— Toujours ?
— Je crois… N’est-ce pas, Héloïse ?
— Je crois aussi… Je me demande si les fantômes connaissent les dates…
— Quel jour sommes-nous ?
— Samedi…
— Nous avons donc des chances d’avoir sa visite aujourd’hui ? J’espère, monsieur Marbe, que vous n’avez parlé de mon arrivée à personne ?
— Personne !
— Même pas à votre fils ?
— Il y a dix ou douze jours que je ne l’ai pas vu ! Vous avez entendu ce que j’ai dit à Titin… Je vous ai donné pour un vieux camarade… Vous m’excuserez… Mais il m’est difficile de ne pas penser que si le fantôme, comme vous dites, n’est pas venu quand la police était ici, c’est qu’il était prévenu d’une façon ou d’une autre… La police du Midi est particulièrement bavarde…
Là-dessus, M. Marbe s’interrompit :
— Que diriez-vous d’une bonne bouillabaisse que, nous mangerions chez Titin ?
— Je ne refuse pas…
— Vous êtes armé ?
— Pour aller chez Titin ? s’étonna candidement le Petit Docteur.
— Non ! Pour cette nuit… Car je suppose que nous allons monter la garde cette nuit afin de surprendre mon… notre… Enfin l’individu qui…
— Vous me jurez qu’on ne vous a jamais rien volé ?
— Je le jure !
— Vous vous en seriez aperçu, malgré le désordre de la maison ?
— Je m’en apercevrais si on me volait seulement une flèche nègre.
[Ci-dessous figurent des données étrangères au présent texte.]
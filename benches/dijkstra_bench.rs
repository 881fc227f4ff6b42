use criterion::{black_box, criterion_group, criterion_main, BenchmarkId, Criterion};
use dijkstra_sssp::graph::generators;
use dijkstra_sssp::{DenseDijkstra, Dijkstra, ShortestPathAlgorithm};

fn bench_variants(c: &mut Criterion) {
    let mut group = c.benchmark_group("dijkstra");

    for &size in &[100usize, 1_000, 5_000] {
        let graph = generators::generate_random(size, 4.0, 42).expect("graph generation");

        group.bench_with_input(BenchmarkId::new("heap", size), &graph, |b, graph| {
            b.iter(|| Dijkstra::new().compute_shortest_paths(black_box(graph), 0).unwrap())
        });
        group.bench_with_input(BenchmarkId::new("dense", size), &graph, |b, graph| {
            b.iter(|| DenseDijkstra::new().compute_shortest_paths(black_box(graph), 0).unwrap())
        });
    }

    group.finish();
}

fn bench_find_path(c: &mut Criterion) {
    let graph = generators::generate_grid(60, 60).expect("grid generation");
    let target = 60 * 60 - 1;

    c.bench_function("find_path grid 60x60", |b| {
        b.iter(|| dijkstra_sssp::find_path(black_box(&graph), 0, target).unwrap())
    });
}

criterion_group!(benches, bench_variants, bench_find_path);
criterion_main!(benches);
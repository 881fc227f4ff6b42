//! Dijkstra SSSP - single-source shortest paths on non-negatively weighted graphs
//!
//! This library provides two interchangeable variants of Dijkstra's algorithm:
//!
//! - [`Dijkstra`]: the recommended O((V+E) log V) variant, driven by an
//!   [`IndexedMinHeap`](data_structures::IndexedMinHeap) with decrease-key.
//! - [`DenseDijkstra`]: the O(V^2) array-scan variant, kept as a reference
//!   implementation and used for specific source/destination searches.
//!
//! Both variants settle vertices in `(distance, vertex id)` order and only
//! replace a predecessor on a strictly shorter distance, so for the same
//! input they produce identical distance and predecessor tables.

pub mod algorithm;
pub mod data_structures;
#[cfg(feature = "ffi")]
pub mod ffi;
pub mod graph;
pub mod report;

pub use algorithm::{
    dense::DenseDijkstra, dijkstra::Dijkstra, path::Path, path::PathReconstructor,
    ShortestPathAlgorithm, ShortestPathResult,
};
/// Re-export main types for convenient use
pub use graph::{DirectedGraph, GraphConfig};

use graph::Graph;
use num_traits::{Float, Zero};
use std::fmt::Debug;

/// Error types for the library
#[derive(thiserror::Error, Debug, Clone, PartialEq)]
pub enum Error {
    #[error("Invalid argument: {0}")]
    InvalidArgument(String),

    #[error("Vertex {vertex} out of range for graph with {vertex_count} vertices")]
    OutOfRange { vertex: usize, vertex_count: usize },

    #[error("Invalid weight {weight} on edge {from} -> {to}: weights must be finite and non-negative")]
    InvalidWeight { from: usize, to: usize, weight: f64 },

    #[error("Invariant violation: {0}")]
    InvariantViolation(String),
}

/// Result type for the library
pub type Result<T> = std::result::Result<T, Error>;

/// Computes shortest paths from `source` with the heap-based [`Dijkstra`].
pub fn compute_shortest_paths<W, G>(graph: &G, source: usize) -> Result<ShortestPathResult<W>>
where
    W: Float + Zero + Debug + Copy + Ord,
    G: Graph<W>,
{
    Dijkstra::new().compute_shortest_paths(graph, source)
}

/// Finds the shortest path between `source` and `destination` with the
/// dense search, stopping as soon as `destination` is settled.
///
/// Returns `Ok(None)` when `destination` is unreachable.
pub fn find_path<W, G>(graph: &G, source: usize, destination: usize) -> Result<Option<Path<W>>>
where
    W: Float + Zero + Debug + Copy + Ord,
    G: Graph<W>,
{
    DenseDijkstra::new().find_path(graph, source, destination)
}
use std::fmt::Debug;
use num_traits::{Float, Zero};
use crate::algorithm::path::{Path, PathReconstructor};
use crate::graph::Graph;
use crate::Result;

/// Result of a shortest path algorithm execution
#[derive(Debug, Clone, PartialEq)]
pub struct ShortestPathResult<W>
where
    W: Float + Zero + Debug + Copy,
{
    /// Distances from source to each vertex (`None` = unreachable)
    pub distances: Vec<Option<W>>,

    /// Predecessor vertices in the shortest path tree (`None` for the source and unreached vertices)
    pub predecessors: Vec<Option<usize>>,

    /// Source vertex ID
    pub source: usize,
}

impl<W> ShortestPathResult<W>
where
    W: Float + Zero + Debug + Copy,
{
    /// Creates the result of a run on a graph without vertices
    pub fn empty(source: usize) -> Self {
        ShortestPathResult {
            distances: Vec::new(),
            predecessors: Vec::new(),
            source,
        }
    }

    /// Number of vertices covered by the tables
    pub fn vertex_count(&self) -> usize {
        self.distances.len()
    }

    /// Distance to `vertex`, or `None` if it is unreachable or out of range
    pub fn distance(&self, vertex: usize) -> Option<W> {
        self.distances.get(vertex).copied().flatten()
    }

    /// Returns true if `vertex` was reached from the source
    pub fn is_reachable(&self, vertex: usize) -> bool {
        self.distance(vertex).is_some()
    }

    /// Number of reached vertices, including the source
    pub fn reachable_count(&self) -> usize {
        self.distances.iter().filter(|d| d.is_some()).count()
    }
}

/// One relaxation step: `distance[vertex]` was lowered via the settled vertex `via`
#[derive(Debug, Clone, Copy, PartialEq)]
pub struct Relaxation<W> {
    /// Vertex whose tentative distance was lowered
    pub vertex: usize,
    /// Settled vertex the improvement goes through (the new predecessor)
    pub via: usize,
    /// Tentative distance before the step (`None` = infinite)
    pub previous: Option<W>,
    /// Tentative distance after the step
    pub distance: W,
}

/// Trait for shortest path algorithms
pub trait ShortestPathAlgorithm<W, G>
where
    W: Float + Zero + Debug + Copy,
    G: Graph<W>,
{
    /// Compute shortest paths from a source vertex to all other vertices
    fn compute_shortest_paths(&self, graph: &G, source: usize) -> Result<ShortestPathResult<W>>;

    /// Find the shortest path between two vertices, stopping once `destination` is settled
    fn find_path(&self, graph: &G, source: usize, destination: usize) -> Result<Option<Path<W>>>;

    /// Get the name of the algorithm
    fn name(&self) -> &'static str;

    /// Get the shortest path from source to target as a sequence of vertices
    fn get_path(&self, result: &ShortestPathResult<W>, target: usize) -> Result<Option<Path<W>>> {
        PathReconstructor::reconstruct(result, target)
    }
}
Vous parlez de désordre, mais vous ne vous rendez pas compte qu’il n’est qu’apparent, que je sais où chaque objet se trouve…
— Vous n’avez jamais reçu de lettre de menaces ?
— Jamais…
Y avait-il eu vraiment hésitation ? Le Petit Docteur n’aurait pas osé le jurer.
— En somme, pour résumer tout ce que vous m’avez appris, vous étiez heureux, votre sœur Héloïse et vous…
« Depuis quatre ans vous viviez dans cette villa… Vous n’aviez aucun ennemi… Vous jouiez à la belote… Votre fils, que vous avez eu à Tahiti, donnait des leçons de natation à Nice…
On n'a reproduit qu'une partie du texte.